# Great Knee Pain Relief



## fmdog44 (Oct 17, 2018)

I have developed some pain in both knees and my Dr. said lose weight to ease the pain. I bought a joint pain relief called Osteo Bi-Flex but got no relief after a couple weeks.  Last week I tried "Move Free Ultra Omega" and literally the next day the pain was greatly reduced and I take one per day and it is working very well. It is not a cure by any means as my left leg is going to need some examination but for quick relief I urge all to try this. There were three different types of this Move Free product. I don't believe my pain is arthritis but it might be. My weight is not helping so I am trying the diet route. I recall the product cost about $30 per bottle for 30 caps but it was 2-4-1 at Walgreens last week.


----------



## Camper6 (Oct 17, 2018)

What is the diagonosis?


----------



## fmdog44 (Oct 17, 2018)

Camper6 said:


> What is the diagonosis?



No diagnosis I just had pain. I will pursue a diagnosis when I go to the doctor next month for x-rays.


----------



## Warrigal (Oct 17, 2018)

Weight loss will help. So will exercises that strengthen the leg muscles that hold the joint in place. X-rays will probably show damage but if you can manage the pain you can put off surgery for some time. Ice packs after exertion will help control inflammation.

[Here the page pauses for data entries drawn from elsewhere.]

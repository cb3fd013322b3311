//! Upstream IRC connection settings.

use serde::{Deserialize, Serialize};
use std::path::PathBuf;
use std::time::Duration;

use super::defaults::{
    default_connect_attempts, default_connect_timeout, default_irc_port, default_reclaim_delay,
    default_retry_delay, default_true, default_user_modes,
};

/// Connection settings for the single upstream session.
#[derive(Debug, Clone, PartialEq, Eq, Deserialize, Serialize)]
pub struct IrcConfig {
    /// Server hostname.
    pub server: String,
    #[serde(default = "default_irc_port")]
    pub port: u16,
    /// Wrap the connection in TLS.
    #[serde(default)]
    pub tls: bool,
    /// Skip certificate verification (self-signed test networks only).
    #[serde(default)]
    pub accept_invalid_certs: bool,
    /// Extra PEM bundle trusted in addition to the platform roots.
    #[serde(default)]
    pub ca_file: Option<PathBuf>,
    /// Desired nickname. If taken at registration, `_` is appended.
    pub nick: String,
    #[serde(default)]
    pub username: Option<String>,
    #[serde(default)]
    pub realname: Option<String>,
    /// Sent to NickServ as `IDENTIFY` once registered.
    #[serde(default)]
    pub nickserv_password: Option<String>,
    /// Channels joined after registration.
    #[serde(default)]
    pub channels: Vec<String>,
    /// User modes applied to ourselves after registration.
    #[serde(default = "default_user_modes")]
    pub user_modes: String,
    /// Wait before trying to reclaim the desired nick.
    #[serde(default = "default_reclaim_delay")]
    pub reclaim_delay_secs: u64,
    /// Connect at startup without waiting for an operator request.
    #[serde(default = "default_true")]
    pub autoconnect: bool,
    #[serde(default = "default_connect_timeout")]
    pub connect_timeout_secs: u64,
    /// Consecutive connect attempts before giving up and raising an alert.
    #[serde(default = "default_connect_attempts")]
    pub connect_attempts: u32,
    #[serde(default = "default_retry_delay")]
    pub retry_delay_secs: u64,
}

impl IrcConfig {
    /// Minimal settings; everything else at its default.
    pub fn new(server: impl Into<String>, port: u16, nick: impl Into<String>) -> Self {
        Self {
            server: server.into(),
            port,
            tls: false,
            accept_invalid_certs: false,
            ca_file: None,
            nick: nick.into(),
            username: None,
            realname: None,
            nickserv_password: None,
            channels: Vec::new(),
            user_modes: default_user_modes(),
            reclaim_delay_secs: default_reclaim_delay(),
            autoconnect: default_true(),
            connect_timeout_secs: default_connect_timeout(),
            connect_attempts: default_connect_attempts(),
            retry_delay_secs: default_retry_delay(),
        }
    }

    pub fn username(&self) -> &str {
        self.username.as_deref().unwrap_or(&self.nick)
    }

    pub fn realname(&self) -> &str {
        self.realname.as_deref().unwrap_or(&self.nick)
    }

    pub fn connect_timeout(&self) -> Duration {
        Duration::from_secs(self.connect_timeout_secs)
    }

    pub fn reclaim_delay(&self) -> Duration {
        Duration::from_secs(self.reclaim_delay_secs)
    }

    pub fn retry_delay(&self) -> Duration {
        Duration::from_secs(self.retry_delay_secs)
    }
}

When my knee first started to play up in 2000 I had some intense physio. I was planning a long overseas holiday that included quite a lot of walking and stairs. The physio worked and I was OK until 2015. Since then I have had both knees replaced with implants.


----------



## jaminhealth (Oct 17, 2018)

fmdog44 said:


> I have developed some pain in both knees and my Dr. said lose weight to ease the pain. I bought a joint pain relief called Osteo Bi-Flex but got no relief after a couple weeks.  Last week I tried "Move Free Ultra Omega" and literally the next day the pain was greatly reduced and I take one per day and it is working very well. It is not a cure by any means as my left leg is going to need some examination but for quick relief I urge all to try this. There were three different types of this Move Free product. I don't believe my pain is arthritis but it might be. My weight is not helping so I am trying the diet route. I recall the product cost about $30 per bottle for 30 caps but it was 2-4-1 at Walgreens last week.



Your product contains Krill Oil which I've never used, I use higher doses of Omega 3's...

Sounds like good ole arthritis to me.


----------



## jaminhealth (Oct 17, 2018)

Warrigal said:


> Weight loss will help. So will exercises that strengthen the leg muscles that hold the joint in place. X-rays will probably show damage but if you can manage the pain you can put off surgery for some time. Ice packs after exertion will help control inflammation.
> 
> When my knee first started to play up in 2000 I had some intense physio. I was planning a long overseas holiday that included quite a lot of walking and stairs. The physio worked and I was OK until 2015. Since then I have had both knees replaced with implants.



Didn't you have 4 major joints replaced?


----------



## SeaBreeze (Oct 17, 2018)

Thanks for letting us know it worked for you fmdog, glad you're having some relief from your pain.  I usually use NOW liquid fish oil, but will use Krill oil at times just as a preventative.  I don't have any real knee issues yet, hopefully will be able to avoid them.  Your formula also has Hyaluronic Acid in it, something I've been thinking of using also just for joint health.  Hyaluronic Acid


----------



## jaminhealth (Oct 17, 2018)

I just ordered a bottle on ebay for $15, the krill oil one and we'll see if I feel anything.


----------



## Warrigal (Oct 17, 2018)

jaminhealth said:


> Didn't you have 4 major joints replaced?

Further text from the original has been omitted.